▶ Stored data
******************************

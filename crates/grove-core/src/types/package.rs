//! Resolved (pinned) package records.

use super::{Constraint, VcsKind};
use serde::{Deserialize, Serialize};

/// A dependency pinned to one revision
#[derive(Debug, Clone, PartialEq, Eq, Serialize, Deserialize)]
pub struct ResolvedPackage {
    #[serde(rename = "name")]
    pub import_path: String,
    /// URL actually fetched, after mirror rewriting
    pub repository: String,
    /// URL as declared (or derived) before mirror rewriting
    #[serde(rename = "declared-repository")]
    pub declared_repository: String,
    pub vcs: VcsKind,
    pub revision: String,
    /// Tag the revision was selected through, if any
    #[serde(default, skip_serializing_if = "Option::is_none")]
    pub version: Option<String>,
    /// Effective constraint the revision was selected for
    pub constraint: Constraint,
    /// Import paths this package depends on, sorted
    #[serde(default, skip_serializing_if = "Vec::is_empty")]
    pub dependencies: Vec<String>,
}

impl ResolvedPackage {
    /// Check if the fetch went through a mirror
    pub fn is_mirrored(&self) -> bool {
        self.repository != self.declared_repository
    }

    /// Short form of the revision for display
    pub fn short_revision(&self) -> &str {
        let end = self
            .revision
            .char_indices()
            .nth(12)
            .map_or(self.revision.len(), |(i, _)| i);
        &self.revision[..end]
    }
}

******************************

Note each line of the entries that has "String" in it, and copy those lines.

▶ Exercise output
    pub import_path: String,
    pub repository: String,
    pub declared_repository: String,
    pub revision: String,
    pub version: Option<String>,
    pub dependencies: Vec<String>,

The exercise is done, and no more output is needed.